• **REQUIREMENT**:
Using the material that follows, output exactly the lines from the one containing "impl Projector for" through the one containing "return Ok(());", with both ends kept.

****************************************

//! Northstar's `enabledmods.json` allow-list
//!
//! The file maps each mod name to `{ "<version>": true }`. It lives in the
//! profile and is mapped over `R2Northstar/enabledmods.json` at launch.

use super::{read_json, to_json_pretty, write_atomic, ModState, Projector};
use crate::error::{Error, Result};
use crate::host::{GameDirs, ModHandle};
use crate::tree::EntryKind;
use serde_json::{Map, Value};
use std::path::{Path, PathBuf};

pub const ENABLED_MODS_FILE: &str = "enabledmods.json";
pub const NORTHSTAR_MODS_DIR: &str = "R2Northstar/mods";
pub const MOD_MANIFEST: &str = "mod.json";
const DEFAULT_VERSION: &str = "0.0.0";

/// Seed written to a new profile when the game has no allow-list of its own
pub const DEFAULT_ENABLED_MODS: &str = r#"{"Version": 1,"Northstar.Client": {"1.31.6": true},"Northstar.CustomServers": {"1.31.6": true},"Northstar.Custom": {"1.31.6": true}}"#;

#[derive(Debug, Clone, Copy, Default)]
pub struct NorthstarAllowList;

/// Name and version declared by a Northstar `mod.json`
#[derive(Debug, Clone, PartialEq, Eq)]
pub struct NorthstarMod {
    pub name: String,
    pub version: String,
}

impl NorthstarMod {
    pub fn read(manifest: &Path) -> Result<Self> {
        let value = read_json(manifest)?;
        let name = ["Name", "name"]
            .iter()
            .filter_map(|k| value.get(k).and_then(Value::as_str))
            .find(|n| !n.trim().is_empty())
            .ok_or_else(|| Error::MissingManifestField {
                file: manifest.to_path_buf(),
                field: "Name".to_string(),
            })?;
        let version = match value.get("Version") {
            Some(Value::String(v)) => v.clone(),
            Some(Value::Number(n)) => n.to_string(),
            _ => DEFAULT_VERSION.to_string(),
        };
        Ok(Self {
            name: name.to_string(),
            version,
        })
    }
}

/// Every `R2Northstar/mods/<dir>/mod.json` shipped by a mod
fn manifests(handle: &ModHandle) -> Vec<PathBuf> {
    let Some(mods) = handle.tree.find_dir(NORTHSTAR_MODS_DIR) else {
        return Vec::new();
    };
    mods.children()
        .iter()
        .filter_map(|e| e.as_dir())
        .filter(|d| d.exists(MOD_MANIFEST, EntryKind::File))
        .map(|d| {
            handle
                .path
                .join(NORTHSTAR_MODS_DIR)
                .join(d.name())
                .join(MOD_MANIFEST)
        })
        .collect()
}

/// Apply one toggle to the allow-list object. Returns whether it changed.
pub fn toggle(list: &mut Map<String, Value>, entry: &NorthstarMod, state: ModState) -> bool {
    match state {
        ModState::Active if !list.contains_key(&entry.name) => {
            let mut versions = Map::new();
            versions.insert(entry.version.clone(), Value::Bool(true));
            list.insert(entry.name.clone(), Value::Object(versions));
            true
        }
        ModState::Active => false,
        ModState::Inactive => list.shift_remove(&entry.name).is_some(),
    }
}

impl Projector for NorthstarAllowList {
    fn name(&self) -> &'static str {
        "northstar-allow-list"
    }

    fn project(&self, dirs: &GameDirs, handle: &ModHandle, state: ModState) -> Result<()> {
        let manifests = manifests(handle);
        if manifests.is_empty() {
            return Ok(());
        }

        let path = dirs.profile_dir.join(ENABLED_MODS_FILE);
        let mut document = read_json(&path)?;
        let list = document
            .as_object_mut()
            .ok_or_else(|| Error::MalformedConfig {
                path: path.clone(),
                reason: "top level is not an object".to_string(),
            })?;

        let mut changed = false;
        for manifest in &manifests {
            let entry = NorthstarMod::read(manifest)?;
            if toggle(list, &entry, state) {
                tracing::info!("{} {:?} in {}", entry.name, state, ENABLED_MODS_FILE);
                changed = true;
            }
        }

        if changed {
            write_atomic(&path, &to_json_pretty(&document, &path)?)?;
        }
        Ok(())
    }
}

****************************************

• **RESPONSE**:
impl Projector for NorthstarAllowList {
    fn name(&self) -> &'static str {
        "northstar-allow-list"
    }

    fn project(&self, dirs: &GameDirs, handle: &ModHandle, state: ModState) -> Result<()> {
        let manifests = manifests(handle);
        if manifests.is_empty() {
            return Ok(());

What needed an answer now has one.